You learn a lot about a guy when horrible shit befalls him. You talk more deeply and seriously about things with that person. You learn more about the man — more than you ever would have if, as we do with most acquaintances, both parties were to skate together through life unaffected by tragedy.
Bob loved the desert, and I thought of him as my family and I toured the American Southwest last week, and played a fine Johnny Miller design in St. George, Utah: Entrada Golf Club at Snow Canyon. Bob grew up in Fairfield County, Connecticut, went to school in Maine, and lived much of his adult life in Vermont. He was a New Englander through and through, and he was what I like to call an unreconstructed hippie. But he loved golf, and the counter-culturist in him allowed an appreciation of the desert and desert golf. Entrada started slowly; the red rock-infused front nine was rather ordinary and bounded by housing that was tasteful but, for me, intrusive. The back nine featured far less housing and proved damned near spectacular, the final 5 holes finishing in a linksy moonscape of black lava fields.
I first met Bob in about 1994, and only later in his all-too-short life did I learn that he fancied the idea of retiring to Flagstaff, Arizona. I got the impression his family wasn’t as keen on this particular idea, and in that way his untimely death mooted the issue. But I thought of him as we passed through Flagstaff twice last week. We were there to play some disc golf but found far more than an excellent track tucked beside the athletic complex at Northern Arizona University. More than a mile high, surrounded by open chaparral and sitting in the shadow of the 10,000-foot San Francisco Peaks, Flagstaff is physically gorgeous and the college vibe pervades. Many towns in the north of Arizona — hell, in all of Arizona and much of the West — are striking (to a New Englander especially) for just how new or post-modern they feel. Flagstaff has some of that, but it also has a proper, turn-of-the-19th-century downtown where today funky galleries and a wide variety of non-chain, quite excellent restaurants abound.

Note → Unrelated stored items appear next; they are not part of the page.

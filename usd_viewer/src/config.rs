//! Viewer configuration
//!
//! Defaults reproduce the classic viewer: a 500x500 window at the screen
//! origin with a dark blue clear color, the `/camera1` camera, the color
//! output and unlit rendering.

use crate::imaging::{RenderParams, COLOR_AOV};
use crate::usd::InitialLoadSet;
use crate::window::{DisplayMode, FrameCallbacks};

/// Camera prim looked up on every stage.
pub const CAMERA_PATH: &str = "/camera1";

pub const DEFAULT_WINDOW_TITLE: &str = "usd_view";
pub const DEFAULT_WINDOW_SIZE: (u32, u32) = (500, 500);
pub const DEFAULT_CLEAR_COLOR: [f32; 4] = [0.1, 0.2, 0.3, 1.0];

#[derive(Debug, Clone, PartialEq)]
pub struct WindowConfig {
    pub title: String,
    pub width: u32,
    pub height: u32,
    pub x: i32,
    pub y: i32,
    pub display_mode: DisplayMode,
    pub clear_color: [f32; 4],
}

impl Default for WindowConfig {
    fn default() -> Self {
        Self {
            title: DEFAULT_WINDOW_TITLE.to_string(),
            width: DEFAULT_WINDOW_SIZE.0,
            height: DEFAULT_WINDOW_SIZE.1,
            x: 0,
            y: 0,
            display_mode: DisplayMode::RGBA | DisplayMode::DEPTH | DisplayMode::DOUBLE,
            clear_color: DEFAULT_CLEAR_COLOR,
        }
    }
}

/// What to do when the scene file does not load.
#[derive(Debug, Clone, Copy, PartialEq, Eq, Default)]
pub enum LoadPolicy {
    /// Stop with `Error::StageLoad`
    #[default]
    FailFast,
    /// Warn and continue with the empty stage
    Continue,
}

#[derive(Debug, Clone, PartialEq)]
pub struct ViewerConfig {
    pub window: WindowConfig,
    pub camera_path: String,
    pub load_policy: LoadPolicy,
    pub load_set: InitialLoadSet,
    pub renderer_aov: String,
    pub render_params: RenderParams,
    /// Events that trigger a frame
    pub frame_callbacks: FrameCallbacks,
}

impl Default for ViewerConfig {
    fn default() -> Self {
        Self {
            window: WindowConfig::default(),
            camera_path: CAMERA_PATH.to_string(),
            load_policy: LoadPolicy::FailFast,
            load_set: InitialLoadSet::LoadAll,
            renderer_aov: COLOR_AOV.to_string(),
            render_params: RenderParams::default(),
            frame_callbacks: FrameCallbacks::DISPLAY | FrameCallbacks::IDLE,
        }
    }
}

I didn’t start playing disc golf until after Bob had passed away, and playing in Arizona made me wonder what he’d have thought of it. Hardcore golfers tend to look askance at this golfing cousin, and while Bob was in many ways a counter-culturist — he lived in a commune after college, for chrissakes — he was something of purist when it came to golf. He revered the old course designs, soaked up the game’s rich history, and collected old clubs and books… But when he wrote books on course design, his subjects were Wayne Stiles and Walter Travis, not Donald Ross and Alistair Mackenzie. Bob also organized an annual Cayman tournament at his place in Vermont, where competitors holed out by chipping the ball either against a car tire (1 stroke) or into said tire (no stroke).
I’m betting Bob would have liked disc golf, recognizing that between the ears it’s essentially the same game — minus the status-seeking, the collared shirts, and the reliance on expensive, ever-upgradeable equipment. I’m also betting that, as an eminently practical unreconstructed hippie, Bob would have recognized that to love one game doesn’t prevent the love of another.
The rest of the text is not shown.